AU PARADIS
Par Hanya Yanagihara
Une femme américaine d’origine asiatique peut-elle écrire un grand roman américain ? Un grand roman américain devrait-il aller de New York à Hawaï, en sautant le Midwest ? Peut-il passer du réalisme à la dystopie ? Et – le plus important de tous, peut-être – peut-il se concentrer sur les hommes homosexuels ?
C’est tout à l’honneur d’Hanya Yanagihara que son nouveau roman soulève ces questions. À plus de 700 pages, avec une durée de 200 ans, « To Paradise » commence à New York en 1893. On nous donne un patriarche, des richesses, des enfants ; il y a un mariage arrangé, un héritage, un véritable amour, une division de classe et une torsion importante. Adroitement rythmé et judicieusement détaillé, le conte fait foi avec les conventions du roman du XIXe siècle. Mais ce n’est pas tout. Avec une audace époustouflante, Yanagihara réécrit l’Amérique, la guerre civile ayant produit, dans ce récit, non pas un pays uni mais un conglomérat de territoires, dont un appelé les États libres. Dans cette nation au sein de la nation, le mariage homosexuel est autorisé – bien que, pour nuancer le tableau, les mariages arrangés le soient également.

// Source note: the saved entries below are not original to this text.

//! Notifier policy gates: mute, global throttle, dedup.
//!
//! Gates run in order against bus key-space state. When the bus cannot be
//! reached the policy fails closed (treat as muted/throttled/duplicate);
//! silence beats noise.

use crate::config::PolicyConfig;
use crate::formatter;
use chrono::Utc;
use log::{info, warn};
use soul_bus::{AlertData, Band, OutboundAlert, StreamBus};
use std::collections::hash_map::DefaultHasher;
use std::hash::{Hash, Hasher};
use std::sync::Arc;
use std::time::Duration;

/// Outcome of one inbound alert, recorded verbatim in the audit log.
#[derive(Debug, Clone, Copy, PartialEq, Eq)]
pub enum Outcome {
    Sent,
    Muted,
    Throttled,
    Duplicate,
    PublishFailed,
}

impl Outcome {
    pub fn as_str(&self) -> &'static str {
        match self {
            Outcome::Sent => "SENT",
            Outcome::Muted => "MUTED",
            Outcome::Throttled => "THROTTLED",
            Outcome::Duplicate => "DUPLICATE",
            Outcome::PublishFailed => "PUBLISH_FAILED",
        }
    }
}

pub struct NotifierPolicy {
    cfg: PolicyConfig,
    bus: Arc<dyn StreamBus>,
}

impl NotifierPolicy {
    pub fn new(cfg: PolicyConfig, bus: Arc<dyn StreamBus>) -> Self {
        Self { cfg, bus }
    }

    /// Stable fingerprint of the reason lines for the dedup key.
    pub fn reason_hash(lines: &[String]) -> String {
        let mut hasher = DefaultHasher::new();
        for line in lines {
            line.hash(&mut hasher);
        }
        format!("{:016x}", hasher.finish())
    }

    pub async fn is_muted(&self) -> bool {
        match self.bus.key_exists(&self.cfg.mute_key).await {
            Ok(muted) => muted,
            Err(e) => {
                warn!("⚠️ Mute check failed, failing closed: {}", e);
                true
            }
        }
    }

    pub async fn set_mute(&self, minutes: i64) {
        let minutes = if minutes > 0 {
            minutes
        } else {
            self.cfg.default_mute_min
        };
        if let Err(e) = self
            .bus
            .set_ttl(
                &self.cfg.mute_key,
                "1",
                Duration::from_secs(minutes as u64 * 60),
            )
            .await
        {
            warn!("⚠️ Failed to set mute: {}", e);
        }
    }

    pub async fn clear_mute(&self) {
        if let Err(e) = self.bus.delete_key(&self.cfg.mute_key).await {
            warn!("⚠️ Failed to clear mute: {}", e);
        }
    }

    fn throttle_key(&self, severity: Band) -> String {
        format!("{}:{}", self.cfg.global_throttle_prefix, severity)
    }

    /// Only `actionable` alerts are globally throttled; the counter lives
    /// in a TTL window on the bus.
    pub async fn is_globally_throttled(&self, severity: Band) -> bool {
        if severity != Band::Actionable {
            return false;
        }
        match self.bus.get_key(&self.throttle_key(severity)).await {
            Ok(Some(raw)) => raw
                .parse::<i64>()
                .map(|count| count >= self.cfg.global_throttle_limit)
                .unwrap_or(false),
            Ok(None) => false,
            Err(e) => {
                warn!("⚠️ Throttle check failed, failing closed: {}", e);
                true
            }
        }
    }

    pub async fn record_sent(&self, severity: Band) {
        if severity != Band::Actionable {
            return;
        }
        if let Err(e) = self
            .bus
            .incr_window(
                &self.throttle_key(severity),
                Duration::from_secs(self.cfg.global_throttle_window_sec),
            )
            .await
        {
            warn!("⚠️ Failed to bump throttle counter: {}", e);
        }
    }

    /// SETNX of (mint, reason-hash); an existing key means suppress.
    pub async fn is_duplicate(&self, alert: &AlertData) -> bool {
        let key = format!(
            "{}:{}:{}",
            self.cfg.dedupe_prefix,
            alert.mint,
            Self::reason_hash(&alert.lines)
        );
        match self
            .bus
            .set_nx_ttl(&key, "1", Duration::from_secs(self.cfg.dedupe_ttl_sec))
            .await
        {
            Ok(was_set) => !was_set,
            Err(e) => {
                warn!("⚠️ Dedup check failed, failing closed: {}", e);
                true
            }
        }
    }

    /// Run the gates in order and, when all pass, publish the formatted
    /// outbound alert. Returns the outcome plus detail for the audit row.
    pub async fn evaluate(
        &self,
        alert: &AlertData,
        outbound_stream: &str,
        owner_chat_id: i64,
    ) -> (Outcome, String) {
        if self.is_muted().await {
            return (Outcome::Muted, "Global mute is active.".to_string());
        }
        if self.is_globally_throttled(alert.severity).await {
            return (
                Outcome::Throttled,
                "Global throttle for 'actionable' alerts is active.".to_string(),
            );
        }
        if self.is_duplicate(alert).await {
            return (
                Outcome::Duplicate,
                format!("Duplicate alert within {}s.", self.cfg.dedupe_ttl_sec),
            );
        }

        let outbound = OutboundAlert {
            to: owner_chat_id,
            text: formatter::format_alert(alert),
            ts: Utc::now(),
            meta: serde_json::json!({
                "mint": alert.mint,
                "severity": alert.severity,
                "confidence": alert.confidence,
            }),
        };
        let payload = match serde_json::to_value(&outbound) {
            Ok(p) => p,
            Err(e) => {
                return (
                    Outcome::PublishFailed,
                    format!("Outbound serialization failed: {}", e),
                )
            }
        };

        match self.bus.publish(outbound_stream, &payload).await {
            Ok(()) => {
                self.record_sent(alert.severity).await;
                info!(
                    "📤 Forwarded '{}' alert for {} to gateway",
                    alert.severity, alert.symbol
                );
                (Outcome::Sent, "Alert sent to gateway.".to_string())
            }
            Err(e) => (
                Outcome::PublishFailed,
                format!("Failed to publish outbound alert: {}", e),
            ),
        }
    }
}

Yanagihara continue de réécrire l’histoire dans d’autres siècles également, même si elle déplace l’action de New York à Hawaï et vice-versa, négocie trois décalages temporels majeurs et neuf mineurs et, plus frappant encore, fait sortir ses personnages de la scène pour les ramener, à d’autres époques et sous d’autres formes, à plusieurs reprises. Pour ne donner qu’un des nombreux exemples, David Bingham, l’héritier d’un manoir dans la partie I, revient un siècle plus tard en tant qu’assistant juridique, passionnément amoureux d’un certain Charles Griffith. (Nous avons déjà rencontré Charles auparavant, en tant que prétendant plus âgé et imperturbable qui a été rejeté par le David Bingham de la partie I. Maintenant, il est un partenaire encore plus âgé mais fringant et mondain dans le cabinet de David ; David, de plus, autrefois le teint clair, est maintenant métis.)
Il existe des dizaines d’autres réincarnations de ce type, et elles éblouissent et déconcertent à la fois. Si, dans un roman russe, on a du mal à savoir qui est lié à qui, ici, nous avons du mal à savoir qui est devenu qui, d’autant plus que Yanagihara réutilise magistralement les thèmes, les situations et les motifs. Il n’y a pas que les mariages arrangés et les différences de classe qui se reproduisent. Les pandémies, les manoirs, les triangles, les maladies, les abandons, les décès, les lettres et les héritages réapparaissent également de manière kaléidoscopique, tout comme les grands-pères, les amants, les invalides, les gardiens, les utopistes et plus encore.